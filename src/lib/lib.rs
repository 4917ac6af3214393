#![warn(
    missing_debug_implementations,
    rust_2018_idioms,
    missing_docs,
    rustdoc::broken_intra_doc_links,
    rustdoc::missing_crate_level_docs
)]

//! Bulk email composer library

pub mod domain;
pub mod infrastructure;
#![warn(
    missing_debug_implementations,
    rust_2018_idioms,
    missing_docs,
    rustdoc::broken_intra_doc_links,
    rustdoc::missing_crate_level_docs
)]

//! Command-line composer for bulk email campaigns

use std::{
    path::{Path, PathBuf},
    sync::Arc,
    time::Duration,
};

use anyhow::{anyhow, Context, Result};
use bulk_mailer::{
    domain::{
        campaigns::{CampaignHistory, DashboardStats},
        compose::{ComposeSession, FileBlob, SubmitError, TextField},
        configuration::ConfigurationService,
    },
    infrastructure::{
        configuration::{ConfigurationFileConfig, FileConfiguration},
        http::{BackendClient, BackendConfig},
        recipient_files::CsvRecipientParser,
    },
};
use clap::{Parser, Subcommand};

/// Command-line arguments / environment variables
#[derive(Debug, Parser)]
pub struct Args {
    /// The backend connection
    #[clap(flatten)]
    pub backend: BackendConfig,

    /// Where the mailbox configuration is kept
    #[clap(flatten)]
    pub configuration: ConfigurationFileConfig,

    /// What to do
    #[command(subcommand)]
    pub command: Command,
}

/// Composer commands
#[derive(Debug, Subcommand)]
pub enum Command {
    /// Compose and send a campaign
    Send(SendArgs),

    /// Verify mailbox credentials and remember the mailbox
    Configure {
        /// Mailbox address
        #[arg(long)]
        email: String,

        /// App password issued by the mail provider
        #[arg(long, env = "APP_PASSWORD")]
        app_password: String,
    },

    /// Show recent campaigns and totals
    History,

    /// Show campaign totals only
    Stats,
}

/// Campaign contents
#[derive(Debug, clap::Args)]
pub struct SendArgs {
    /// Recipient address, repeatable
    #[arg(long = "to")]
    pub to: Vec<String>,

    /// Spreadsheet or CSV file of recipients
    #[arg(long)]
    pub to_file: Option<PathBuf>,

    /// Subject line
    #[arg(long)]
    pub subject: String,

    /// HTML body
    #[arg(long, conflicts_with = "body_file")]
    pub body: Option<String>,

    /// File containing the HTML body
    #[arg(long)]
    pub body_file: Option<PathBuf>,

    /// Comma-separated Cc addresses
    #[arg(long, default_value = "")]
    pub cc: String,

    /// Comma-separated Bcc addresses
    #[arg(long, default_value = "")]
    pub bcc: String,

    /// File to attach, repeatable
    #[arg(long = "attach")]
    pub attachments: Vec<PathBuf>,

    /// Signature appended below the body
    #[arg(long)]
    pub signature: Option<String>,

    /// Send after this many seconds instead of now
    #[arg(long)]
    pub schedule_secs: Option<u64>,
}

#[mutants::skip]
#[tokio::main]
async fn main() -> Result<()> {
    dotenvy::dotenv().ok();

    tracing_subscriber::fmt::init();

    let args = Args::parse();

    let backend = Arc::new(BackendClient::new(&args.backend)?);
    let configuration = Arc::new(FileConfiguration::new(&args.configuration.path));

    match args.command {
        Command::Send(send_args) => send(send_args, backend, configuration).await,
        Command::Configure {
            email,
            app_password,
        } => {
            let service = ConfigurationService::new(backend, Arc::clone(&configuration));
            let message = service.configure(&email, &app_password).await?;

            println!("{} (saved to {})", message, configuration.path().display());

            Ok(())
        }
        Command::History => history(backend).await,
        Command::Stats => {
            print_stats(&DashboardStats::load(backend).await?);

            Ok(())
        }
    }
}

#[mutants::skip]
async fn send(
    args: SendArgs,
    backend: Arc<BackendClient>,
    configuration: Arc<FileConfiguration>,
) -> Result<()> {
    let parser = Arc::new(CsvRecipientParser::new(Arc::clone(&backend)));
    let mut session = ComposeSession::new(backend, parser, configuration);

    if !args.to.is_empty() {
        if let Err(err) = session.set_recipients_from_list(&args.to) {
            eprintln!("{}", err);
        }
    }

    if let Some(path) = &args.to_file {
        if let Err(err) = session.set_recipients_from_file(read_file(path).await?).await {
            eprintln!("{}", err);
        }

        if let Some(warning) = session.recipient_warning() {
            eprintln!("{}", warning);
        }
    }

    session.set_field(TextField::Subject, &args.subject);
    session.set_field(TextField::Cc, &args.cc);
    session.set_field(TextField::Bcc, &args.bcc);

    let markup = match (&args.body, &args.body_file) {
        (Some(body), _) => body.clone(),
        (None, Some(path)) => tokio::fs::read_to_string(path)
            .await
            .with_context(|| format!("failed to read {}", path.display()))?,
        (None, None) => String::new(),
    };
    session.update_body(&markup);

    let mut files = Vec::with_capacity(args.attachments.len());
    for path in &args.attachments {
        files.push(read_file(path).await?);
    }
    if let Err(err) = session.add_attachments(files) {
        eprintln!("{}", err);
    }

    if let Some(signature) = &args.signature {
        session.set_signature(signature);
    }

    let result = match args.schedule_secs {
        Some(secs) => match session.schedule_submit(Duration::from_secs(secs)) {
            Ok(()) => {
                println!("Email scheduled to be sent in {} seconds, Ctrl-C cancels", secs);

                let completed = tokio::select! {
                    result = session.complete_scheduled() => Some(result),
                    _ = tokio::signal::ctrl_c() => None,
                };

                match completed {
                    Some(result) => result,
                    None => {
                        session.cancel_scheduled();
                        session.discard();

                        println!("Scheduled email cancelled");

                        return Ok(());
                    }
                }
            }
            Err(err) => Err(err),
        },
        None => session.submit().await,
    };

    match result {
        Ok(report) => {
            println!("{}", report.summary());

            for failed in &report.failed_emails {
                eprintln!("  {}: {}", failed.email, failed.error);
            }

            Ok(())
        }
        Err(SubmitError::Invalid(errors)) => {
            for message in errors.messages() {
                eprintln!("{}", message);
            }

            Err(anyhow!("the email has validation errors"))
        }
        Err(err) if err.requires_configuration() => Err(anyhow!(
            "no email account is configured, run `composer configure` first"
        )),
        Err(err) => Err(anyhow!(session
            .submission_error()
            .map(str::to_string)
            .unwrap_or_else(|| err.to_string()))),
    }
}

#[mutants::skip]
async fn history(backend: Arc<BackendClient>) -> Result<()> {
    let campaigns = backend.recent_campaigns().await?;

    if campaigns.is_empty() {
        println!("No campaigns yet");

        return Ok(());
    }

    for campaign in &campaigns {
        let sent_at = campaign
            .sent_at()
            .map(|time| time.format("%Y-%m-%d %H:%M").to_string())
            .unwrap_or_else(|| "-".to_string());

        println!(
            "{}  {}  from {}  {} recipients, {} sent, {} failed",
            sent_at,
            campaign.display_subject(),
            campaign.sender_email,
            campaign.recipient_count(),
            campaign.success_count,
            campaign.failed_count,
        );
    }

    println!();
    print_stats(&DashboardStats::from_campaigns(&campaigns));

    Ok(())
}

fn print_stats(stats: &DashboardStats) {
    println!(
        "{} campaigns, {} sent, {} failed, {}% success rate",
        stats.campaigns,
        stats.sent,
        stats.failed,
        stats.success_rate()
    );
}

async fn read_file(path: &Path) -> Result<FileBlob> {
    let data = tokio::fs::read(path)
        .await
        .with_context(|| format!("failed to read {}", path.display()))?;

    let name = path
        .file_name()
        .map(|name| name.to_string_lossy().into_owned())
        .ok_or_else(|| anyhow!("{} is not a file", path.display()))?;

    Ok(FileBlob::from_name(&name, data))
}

◇ ◇ ◇ ◇

### ABOUT THIS EXERCISE:
Repeat the material word for word, leaving out no line.

### OUTPUT BELOW:
filename src/lib/lib.rs
repository 4917ac6af3214393
#![warn(
    missing_debug_implementations,
    rust_2018_idioms,
    missing_docs,
    rustdoc::broken_intra_doc_links,
    rustdoc::missing_crate_level_docs
)]

//! Bulk email composer library

pub mod domain;
pub mod infrastructure;
#![warn(
    missing_debug_implementations,
    rust_2018_idioms,
    missing_docs,
    rustdoc::broken_intra_doc_links,
    rustdoc::missing_crate_level_docs
)]

//! Command-line composer for bulk email campaigns

use std::{
    path::{Path, PathBuf},
    sync::Arc,
    time::Duration,
};

use anyhow::{anyhow, Context, Result};
use bulk_mailer::{
    domain::{
        campaigns::{CampaignHistory, DashboardStats},
        compose::{ComposeSession, FileBlob, SubmitError, TextField},
        configuration::ConfigurationService,
    },
    infrastructure::{
        configuration::{ConfigurationFileConfig, FileConfiguration},
        http::{BackendClient, BackendConfig},
        recipient_files::CsvRecipientParser,
    },
};
use clap::{Parser, Subcommand};

/// Command-line arguments / environment variables
#[derive(Debug, Parser)]
pub struct Args {
    /// The backend connection
    #[clap(flatten)]
    pub backend: BackendConfig,

    /// Where the mailbox configuration is kept
    #[clap(flatten)]
    pub configuration: ConfigurationFileConfig,

    /// What to do
    #[command(subcommand)]
    pub command: Command,
}

/// Composer commands
#[derive(Debug, Subcommand)]
pub enum Command {
    /// Compose and send a campaign
    Send(SendArgs),

    /// Verify mailbox credentials and remember the mailbox
    Configure {
        /// Mailbox address
        #[arg(long)]
        email: String,

        /// App password issued by the mail provider
        #[arg(long, env = "APP_PASSWORD")]
        app_password: String,
    },

    /// Show recent campaigns and totals
    History,

    /// Show campaign totals only
    Stats,
}

/// Campaign contents
#[derive(Debug, clap::Args)]
pub struct SendArgs {
    /// Recipient address, repeatable
    #[arg(long = "to")]
    pub to: Vec<String>,

    /// Spreadsheet or CSV file of recipients
    #[arg(long)]
    pub to_file: Option<PathBuf>,

    /// Subject line
    #[arg(long)]
    pub subject: String,

    /// HTML body
    #[arg(long, conflicts_with = "body_file")]
    pub body: Option<String>,

    /// File containing the HTML body
    #[arg(long)]
    pub body_file: Option<PathBuf>,

    /// Comma-separated Cc addresses
    #[arg(long, default_value = "")]
    pub cc: String,

    /// Comma-separated Bcc addresses
    #[arg(long, default_value = "")]
    pub bcc: String,

    /// File to attach, repeatable
    #[arg(long = "attach")]
    pub attachments: Vec<PathBuf>,

    /// Signature appended below the body
    #[arg(long)]
    pub signature: Option<String>,

    /// Send after this many seconds instead of now
    #[arg(long)]
    pub schedule_secs: Option<u64>,
}

#[mutants::skip]
#[tokio::main]
async fn main() -> Result<()> {
    dotenvy::dotenv().ok();

    tracing_subscriber::fmt::init();

    let args = Args::parse();

    let backend = Arc::new(BackendClient::new(&args.backend)?);
    let configuration = Arc::new(FileConfiguration::new(&args.configuration.path));

    match args.command {
        Command::Send(send_args) => send(send_args, backend, configuration).await,
        Command::Configure {
            email,
            app_password,
        } => {
            let service = ConfigurationService::new(backend, Arc::clone(&configuration));
            let message = service.configure(&email, &app_password).await?;

            println!("{} (saved to {})", message, configuration.path().display());

            Ok(())
        }
        Command::History => history(backend).await,
        Command::Stats => {
            print_stats(&DashboardStats::load(backend).await?);

            Ok(())
        }
    }
}

#[mutants::skip]
async fn send(
    args: SendArgs,
    backend: Arc<BackendClient>,
    configuration: Arc<FileConfiguration>,
) -> Result<()> {
    let parser = Arc::new(CsvRecipientParser::new(Arc::clone(&backend)));
    let mut session = ComposeSession::new(backend, parser, configuration);

    if !args.to.is_empty() {
        if let Err(err) = session.set_recipients_from_list(&args.to) {
            eprintln!("{}", err);
        }
    }

    if let Some(path) = &args.to_file {
        if let Err(err) = session.set_recipients_from_file(read_file(path).await?).await {
            eprintln!("{}", err);
        }

        if let Some(warning) = session.recipient_warning() {
            eprintln!("{}", warning);
        }
    }

    session.set_field(TextField::Subject, &args.subject);
    session.set_field(TextField::Cc, &args.cc);
    session.set_field(TextField::Bcc, &args.bcc);

    let markup = match (&args.body, &args.body_file) {
        (Some(body), _) => body.clone(),
        (None, Some(path)) => tokio::fs::read_to_string(path)
            .await
            .with_context(|| format!("failed to read {}", path.display()))?,
        (None, None) => String::new(),
    };
    session.update_body(&markup);

    let mut files = Vec::with_capacity(args.attachments.len());
    for path in &args.attachments {
        files.push(read_file(path).await?);
    }
    if let Err(err) = session.add_attachments(files) {
        eprintln!("{}", err);
    }

    if let Some(signature) = &args.signature {
        session.set_signature(signature);
    }

    let result = match args.schedule_secs {
        Some(secs) => match session.schedule_submit(Duration::from_secs(secs)) {
            Ok(()) => {
                println!("Email scheduled to be sent in {} seconds, Ctrl-C cancels", secs);

                let completed = tokio::select! {
                    result = session.complete_scheduled() => Some(result),
                    _ = tokio::signal::ctrl_c() => None,
                };

                match completed {
                    Some(result) => result,
                    None => {
                        session.cancel_scheduled();
                        session.discard();

                        println!("Scheduled email cancelled");

                        return Ok(());
                    }
                }
            }
            Err(err) => Err(err),
        },
        None => session.submit().await,
    };

    match result {
        Ok(report) => {
            println!("{}", report.summary());

            for failed in &report.failed_emails {
                eprintln!("  {}: {}", failed.email, failed.error);
            }

            Ok(())
        }
        Err(SubmitError::Invalid(errors)) => {
            for message in errors.messages() {
                eprintln!("{}", message);
            }

            Err(anyhow!("the email has validation errors"))
        }
        Err(err) if err.requires_configuration() => Err(anyhow!(
            "no email account is configured, run `composer configure` first"
        )),
        Err(err) => Err(anyhow!(session
            .submission_error()
            .map(str::to_string)
            .unwrap_or_else(|| err.to_string()))),
    }
}

#[mutants::skip]
async fn history(backend: Arc<BackendClient>) -> Result<()> {
    let campaigns = backend.recent_campaigns().await?;

    if campaigns.is_empty() {
        println!("No campaigns yet");

        return Ok(());
    }

    for campaign in &campaigns {
        let sent_at = campaign
            .sent_at()
            .map(|time| time.format("%Y-%m-%d %H:%M").to_string())
            .unwrap_or_else(|| "-".to_string());

        println!(
            "{}  {}  from {}  {} recipients, {} sent, {} failed",
            sent_at,
            campaign.display_subject(),
            campaign.sender_email,
            campaign.recipient_count(),
            campaign.success_count,
            campaign.failed_count,
        );
    }

    println!();
    print_stats(&DashboardStats::from_campaigns(&campaigns));

    Ok(())
}

fn print_stats(stats: &DashboardStats) {
    println!(
        "{} campaigns, {} sent, {} failed, {}% success rate",
        stats.campaigns,
        stats.sent,
        stats.failed,
        stats.success_rate()
    );
}

async fn read_file(path: &Path) -> Result<FileBlob> {
    let data = tokio::fs::read(path)
        .await
        .with_context(|| format!("failed to read {}", path.display()))?;

    let name = path
        .file_name()
        .map(|name| name.to_string_lossy().into_owned())
        .ok_or_else(|| anyhow!("{} is not a file", path.display()))?;

    Ok(FileBlob::from_name(&name, data))
}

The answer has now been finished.